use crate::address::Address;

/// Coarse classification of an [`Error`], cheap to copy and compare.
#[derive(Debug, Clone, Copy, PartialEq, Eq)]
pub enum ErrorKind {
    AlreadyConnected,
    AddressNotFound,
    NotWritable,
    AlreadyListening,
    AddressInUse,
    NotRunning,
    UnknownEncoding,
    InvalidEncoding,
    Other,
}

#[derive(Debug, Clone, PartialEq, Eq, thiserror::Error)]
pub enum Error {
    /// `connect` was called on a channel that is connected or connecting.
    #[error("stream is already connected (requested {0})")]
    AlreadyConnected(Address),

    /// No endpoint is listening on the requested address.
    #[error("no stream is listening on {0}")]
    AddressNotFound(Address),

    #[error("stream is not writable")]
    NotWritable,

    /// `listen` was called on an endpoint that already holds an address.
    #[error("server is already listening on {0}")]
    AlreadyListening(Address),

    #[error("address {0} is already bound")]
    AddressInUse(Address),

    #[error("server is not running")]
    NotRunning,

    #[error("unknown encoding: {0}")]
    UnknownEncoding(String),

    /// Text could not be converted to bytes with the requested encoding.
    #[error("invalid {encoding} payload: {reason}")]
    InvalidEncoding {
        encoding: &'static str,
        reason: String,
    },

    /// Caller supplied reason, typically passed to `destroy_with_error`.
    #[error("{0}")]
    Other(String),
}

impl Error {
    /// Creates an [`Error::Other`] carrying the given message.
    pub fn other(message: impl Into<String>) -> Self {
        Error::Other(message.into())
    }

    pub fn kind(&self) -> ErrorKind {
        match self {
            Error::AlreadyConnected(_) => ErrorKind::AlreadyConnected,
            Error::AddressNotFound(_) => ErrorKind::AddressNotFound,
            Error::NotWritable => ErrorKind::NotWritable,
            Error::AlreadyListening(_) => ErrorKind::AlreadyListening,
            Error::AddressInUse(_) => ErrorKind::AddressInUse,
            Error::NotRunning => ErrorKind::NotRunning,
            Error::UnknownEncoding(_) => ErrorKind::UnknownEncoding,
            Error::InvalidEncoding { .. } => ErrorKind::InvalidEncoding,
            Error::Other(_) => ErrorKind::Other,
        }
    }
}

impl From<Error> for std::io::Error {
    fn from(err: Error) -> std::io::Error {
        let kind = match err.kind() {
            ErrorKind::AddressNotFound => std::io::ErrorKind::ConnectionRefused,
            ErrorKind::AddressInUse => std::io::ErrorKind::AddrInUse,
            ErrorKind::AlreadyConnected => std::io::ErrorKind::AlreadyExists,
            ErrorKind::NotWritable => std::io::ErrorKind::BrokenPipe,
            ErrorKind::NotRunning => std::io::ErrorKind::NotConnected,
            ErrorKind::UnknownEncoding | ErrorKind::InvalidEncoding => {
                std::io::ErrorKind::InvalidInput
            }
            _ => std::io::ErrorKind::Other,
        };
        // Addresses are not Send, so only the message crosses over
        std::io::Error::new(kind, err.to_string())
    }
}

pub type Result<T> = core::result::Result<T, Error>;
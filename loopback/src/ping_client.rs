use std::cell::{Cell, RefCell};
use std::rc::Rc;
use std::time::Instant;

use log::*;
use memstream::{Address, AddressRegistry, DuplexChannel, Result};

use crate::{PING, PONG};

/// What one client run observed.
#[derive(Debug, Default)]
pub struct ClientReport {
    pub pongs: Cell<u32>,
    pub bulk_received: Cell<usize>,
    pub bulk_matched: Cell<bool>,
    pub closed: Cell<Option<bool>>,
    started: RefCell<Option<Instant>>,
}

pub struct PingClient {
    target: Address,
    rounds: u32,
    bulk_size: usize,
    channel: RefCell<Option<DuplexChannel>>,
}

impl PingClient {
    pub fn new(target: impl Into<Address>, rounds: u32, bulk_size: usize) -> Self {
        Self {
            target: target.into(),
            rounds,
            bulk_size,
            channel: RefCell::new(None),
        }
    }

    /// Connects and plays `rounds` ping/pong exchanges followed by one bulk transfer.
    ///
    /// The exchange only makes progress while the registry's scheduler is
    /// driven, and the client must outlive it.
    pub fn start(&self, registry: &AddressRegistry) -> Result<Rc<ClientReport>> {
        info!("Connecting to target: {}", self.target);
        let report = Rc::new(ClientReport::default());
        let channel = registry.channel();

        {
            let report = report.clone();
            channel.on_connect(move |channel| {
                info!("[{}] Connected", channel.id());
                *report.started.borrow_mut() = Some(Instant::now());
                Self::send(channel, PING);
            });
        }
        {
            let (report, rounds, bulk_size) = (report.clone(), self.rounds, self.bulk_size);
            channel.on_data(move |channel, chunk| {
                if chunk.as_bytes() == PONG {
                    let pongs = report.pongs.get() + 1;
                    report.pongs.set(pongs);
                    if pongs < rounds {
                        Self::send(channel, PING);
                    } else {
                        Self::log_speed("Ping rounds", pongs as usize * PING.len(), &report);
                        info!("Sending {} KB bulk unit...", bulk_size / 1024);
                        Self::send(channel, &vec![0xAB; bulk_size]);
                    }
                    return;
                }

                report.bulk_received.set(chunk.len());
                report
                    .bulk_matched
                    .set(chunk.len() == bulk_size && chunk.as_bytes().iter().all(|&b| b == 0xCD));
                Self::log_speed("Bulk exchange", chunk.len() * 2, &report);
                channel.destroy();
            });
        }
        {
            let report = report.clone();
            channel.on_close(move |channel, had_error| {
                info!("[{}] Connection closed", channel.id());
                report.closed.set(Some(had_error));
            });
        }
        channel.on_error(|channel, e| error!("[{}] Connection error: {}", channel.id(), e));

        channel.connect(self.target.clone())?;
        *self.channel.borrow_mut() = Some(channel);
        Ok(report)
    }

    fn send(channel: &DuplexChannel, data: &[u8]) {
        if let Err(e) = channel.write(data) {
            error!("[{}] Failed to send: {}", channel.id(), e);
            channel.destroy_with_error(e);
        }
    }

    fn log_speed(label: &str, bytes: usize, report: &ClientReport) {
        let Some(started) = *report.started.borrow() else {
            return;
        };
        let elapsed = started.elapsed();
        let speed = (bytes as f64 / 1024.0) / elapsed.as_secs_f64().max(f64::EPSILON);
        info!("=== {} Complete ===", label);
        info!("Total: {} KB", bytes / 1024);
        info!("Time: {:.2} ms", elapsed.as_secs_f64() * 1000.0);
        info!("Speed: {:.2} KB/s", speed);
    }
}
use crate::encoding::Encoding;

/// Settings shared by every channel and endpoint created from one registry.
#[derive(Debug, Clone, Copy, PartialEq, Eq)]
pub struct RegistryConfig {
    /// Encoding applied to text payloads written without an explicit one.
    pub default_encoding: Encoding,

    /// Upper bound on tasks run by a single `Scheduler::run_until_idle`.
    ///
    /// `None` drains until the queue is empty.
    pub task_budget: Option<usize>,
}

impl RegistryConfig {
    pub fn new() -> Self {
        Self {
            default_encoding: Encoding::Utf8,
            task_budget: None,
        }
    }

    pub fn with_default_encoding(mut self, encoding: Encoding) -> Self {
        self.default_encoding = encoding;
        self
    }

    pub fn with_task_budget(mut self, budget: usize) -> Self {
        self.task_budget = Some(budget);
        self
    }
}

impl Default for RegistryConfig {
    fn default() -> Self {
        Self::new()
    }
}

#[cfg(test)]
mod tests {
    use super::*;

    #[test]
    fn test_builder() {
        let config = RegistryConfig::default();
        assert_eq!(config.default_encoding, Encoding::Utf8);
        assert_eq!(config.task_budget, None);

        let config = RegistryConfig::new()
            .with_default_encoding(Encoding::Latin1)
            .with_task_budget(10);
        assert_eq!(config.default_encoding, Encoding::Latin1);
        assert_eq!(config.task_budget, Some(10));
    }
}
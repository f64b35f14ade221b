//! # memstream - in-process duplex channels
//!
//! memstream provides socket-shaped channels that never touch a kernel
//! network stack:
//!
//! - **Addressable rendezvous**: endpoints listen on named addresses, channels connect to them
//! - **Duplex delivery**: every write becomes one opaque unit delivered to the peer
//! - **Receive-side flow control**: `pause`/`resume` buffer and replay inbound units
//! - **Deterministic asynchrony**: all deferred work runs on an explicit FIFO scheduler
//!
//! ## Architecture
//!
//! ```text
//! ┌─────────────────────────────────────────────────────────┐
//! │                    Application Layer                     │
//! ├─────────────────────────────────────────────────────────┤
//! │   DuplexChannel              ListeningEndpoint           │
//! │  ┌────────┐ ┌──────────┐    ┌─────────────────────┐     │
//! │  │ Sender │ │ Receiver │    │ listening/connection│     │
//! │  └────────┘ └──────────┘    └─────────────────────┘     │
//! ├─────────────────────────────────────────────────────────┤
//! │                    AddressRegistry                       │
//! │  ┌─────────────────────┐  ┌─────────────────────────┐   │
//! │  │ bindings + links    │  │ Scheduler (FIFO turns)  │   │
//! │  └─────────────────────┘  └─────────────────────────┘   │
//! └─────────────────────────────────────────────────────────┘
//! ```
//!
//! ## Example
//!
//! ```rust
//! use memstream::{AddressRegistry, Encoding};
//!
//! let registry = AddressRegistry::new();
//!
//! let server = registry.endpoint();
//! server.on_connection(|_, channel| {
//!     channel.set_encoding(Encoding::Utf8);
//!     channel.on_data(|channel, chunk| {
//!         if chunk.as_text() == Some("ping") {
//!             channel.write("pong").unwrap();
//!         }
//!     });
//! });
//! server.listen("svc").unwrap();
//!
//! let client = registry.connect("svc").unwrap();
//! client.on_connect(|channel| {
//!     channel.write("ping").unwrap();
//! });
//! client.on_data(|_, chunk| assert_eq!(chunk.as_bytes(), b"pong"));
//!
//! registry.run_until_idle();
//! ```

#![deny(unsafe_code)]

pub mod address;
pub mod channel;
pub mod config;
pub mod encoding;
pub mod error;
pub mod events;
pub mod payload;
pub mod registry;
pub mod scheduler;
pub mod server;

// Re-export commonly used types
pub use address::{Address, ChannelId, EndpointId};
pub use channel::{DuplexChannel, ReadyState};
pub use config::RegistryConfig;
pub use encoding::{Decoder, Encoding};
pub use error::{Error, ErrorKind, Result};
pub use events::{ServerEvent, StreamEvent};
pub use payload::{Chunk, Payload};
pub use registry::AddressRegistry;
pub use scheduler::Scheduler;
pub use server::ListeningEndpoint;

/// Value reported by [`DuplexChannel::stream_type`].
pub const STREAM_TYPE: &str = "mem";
________________
About this exercise: Reproduce each line from the records that contains the word "Debug".

Output of the exercise:
#[derive(Debug, Clone, Copy, PartialEq, Eq)]
#[derive(Debug, Clone, PartialEq, Eq, thiserror::Error)]
#[derive(Debug, Default)]
#[derive(Debug, Clone, Copy, PartialEq, Eq)]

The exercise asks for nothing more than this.